Breakfast is wonderful, make sure you make time for it, or you’ll be disappointed. Anything you can imagine can be made or is laid out waiting for you in the hotels spacious and intimate dinning room. A chef is on hand to make hots breakfasts, which you can order directly. The continental spread is of mammoth proportions and self-served. Someone will be along to serve you tea or coffee, or any number of other things. I always try to make it to breakfast, for two reasons. No matter where the day takes me, having a large breakfast allows me to be flexible about my other meals of the day. Sometimes, if I know it will be a while until I can eat again, I’ll take fruit, yogurt or toast and cheese with me. It’s a great way to start, it can warm you up, and I figure with all the walking it’s not going to break the bank. I don’t normally eat that way, so why not on vacation. And often, for me, it saves stopping…and buying.
The second reason is that you can overhear the most interesting conversations and the most glorious accents that you’ll never hear on television. In Slane, at that very hotel I two hired farmhands talked all about the sheep they were working with for the week. They went on to talk about the appalling weather, for which I was quite surprised they would think the weather was bad. I thought it wasn’t great, but to hear them say it made me think I was doing quite well in it. You can catch bits of information about where the best places are to visit, because, for the most part, the other guests are traveling as well.
Another bed and breakfast is just down a little lane in Slane; it’s called Boyne House Slane. It is an impeccably kept Georgian house decorated in magazine-spread fashion. Further up from Slane, is The Old Mill Slane, an eye-watering Georgian mansion superbly decorated. It also has glamping options, which I’m still on the fence about that idea. The prices are a little higher, but nothing too shocking, just mildly shocking, unless you need to book at peak times.
One of the cheeriest and most exciting (to me) places to stay is the Slane Farm Hostel, which is just on the other side of Slane Castle.
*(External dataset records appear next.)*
// src/judge/oracle.rs

use async_trait::async_trait;
use log::{info, warn};
use reqwest::Client;
use serde::{Deserialize, Serialize};
use std::time::Duration;
use url::Url;

use crate::config::OracleConfig;
use crate::errors::ExternalError;

pub const ORACLE_SERVICE: &str = "scoring oracle";

const CONNECTION_CHECK_TIMEOUT_SECS: u64 = 5;

/// Backend that turns a judge prompt into raw text. The judge owns prompt
/// construction and parsing and never trusts the returned text to be well formed.
#[async_trait]
pub trait ScoringOracle: Send + Sync {
    /// Identifier recorded with every evaluation.
    fn model_name(&self) -> &str;

    async fn score(&self, prompt: &str, timeout: Duration) -> Result<String, ExternalError>;
}

#[derive(Serialize)]
struct GenerateOptions {
    temperature: f32,
    top_p: f32,
    num_predict: u32,
}

#[derive(Serialize)]
struct GenerateRequest<'a> {
    model: &'a str,
    prompt: &'a str,
    stream: bool,
    options: GenerateOptions,
}

#[derive(Deserialize)]
struct GenerateResponse {
    #[serde(default)]
    response: String,
}

#[derive(Deserialize)]
struct TagsResponse {
    #[serde(default)]
    models: Vec<TagEntry>,
}

#[derive(Deserialize)]
struct TagEntry {
    name: String,
}

/// Ollama `/api/generate` client.
#[derive(Clone)]
pub struct OllamaOracle {
    http_client: Client,
    base_url: Url,
    model: String,
}

impl OllamaOracle {
    pub fn new(config: &OracleConfig) -> anyhow::Result<Self> {
        let base_url = Url::parse(&config.base_url)
            .map_err(|e| anyhow::anyhow!("Invalid oracle URL {}: {}", config.base_url, e))?;
        let http_client = Client::builder().timeout(config.timeout).build()?;
        Ok(Self {
            http_client,
            base_url,
            model: config.model.clone(),
        })
    }

    fn endpoint(&self, path: &str) -> Result<Url, ExternalError> {
        self.base_url
            .join(path)
            .map_err(|e| ExternalError::failed(ORACLE_SERVICE, e))
    }

    /// Checks that Ollama answers and has the configured model pulled.
    /// Only logs; the judge falls back to heuristics if the oracle is down.
    pub async fn check_connection(&self) -> bool {
        let url = match self.endpoint("/api/tags") {
            Ok(url) => url,
            Err(e) => {
                warn!("{}", e);
                return false;
            }
        };
        let request = self
            .http_client
            .get(url)
            .timeout(Duration::from_secs(CONNECTION_CHECK_TIMEOUT_SECS));

        match request.send().await {
            Ok(response) if response.status().is_success() => {
                match response.json::<TagsResponse>().await {
                    Ok(tags) => {
                        let available: Vec<String> = tags.models.into_iter().map(|m| m.name).collect();
                        if available.iter().any(|name| name == &self.model) {
                            info!("Quality judge ready with {}", self.model);
                            true
                        } else {
                            warn!(
                                "Model {} not found on oracle. Available models: {:?}",
                                self.model, available
                            );
                            false
                        }
                    }
                    Err(e) => {
                        warn!("Could not read oracle model list: {}", e);
                        false
                    }
                }
            }
            Ok(response) => {
                warn!("Oracle not responding normally: HTTP {}", response.status());
                false
            }
            Err(e) => {
                warn!("Cannot connect to oracle at {}: {}", self.base_url, e);
                false
            }
        }
    }
}

#[async_trait]
impl ScoringOracle for OllamaOracle {
    fn model_name(&self) -> &str {
        &self.model
    }

    async fn score(&self, prompt: &str, timeout: Duration) -> Result<String, ExternalError> {
        let url = self.endpoint("/api/generate")?;
        let request = GenerateRequest {
            model: &self.model,
            prompt,
            stream: false,
            options: GenerateOptions {
                temperature: 0.1,
                top_p: 0.9,
                num_predict: 50,
            },
        };

        let response = self
            .http_client
            .post(url)
            .timeout(timeout)
            .json(&request)
            .send()
            .await
            .map_err(|e| {
                if e.is_timeout() {
                    ExternalError::Timeout {
                        service: ORACLE_SERVICE,
                        timeout,
                    }
                } else {
                    ExternalError::unavailable(ORACLE_SERVICE, e)
                }
            })?;

        let status = response.status();
        if !status.is_success() {
            if status == reqwest::StatusCode::NOT_FOUND {
                warn!("Model '{}' not found on oracle, pull it first", self.model);
            }
            return Err(ExternalError::failed(
                ORACLE_SERVICE,
                format!("HTTP {}", status),
            ));
        }

        let body: GenerateResponse = response
            .json()
            .await
            .map_err(|e| ExternalError::malformed(ORACLE_SERVICE, e))?;
        let text = body.response.trim().to_string();
        if text.is_empty() {
            return Err(ExternalError::malformed(ORACLE_SERVICE, "empty response"));
        }
        Ok(text)
    }
}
I almost thought about walking there from the bus stop in Slane to stay, but thought better of it because of the traffic. You would need a car for this stop, but it’s reasonably priced, fun and low-key. They also have cottages and camping, if you’re not keen on hostels, although there is a hierarchy in the hostel world and this is defiantly a nice one. If you are a farm enthusiast this is the place to be. If you love country walks, this is also the place to be. The farm has a dairy herd, sheep and chickens. There are several walks around the farm on offer. It’s a place to really get to know Ireland and its people.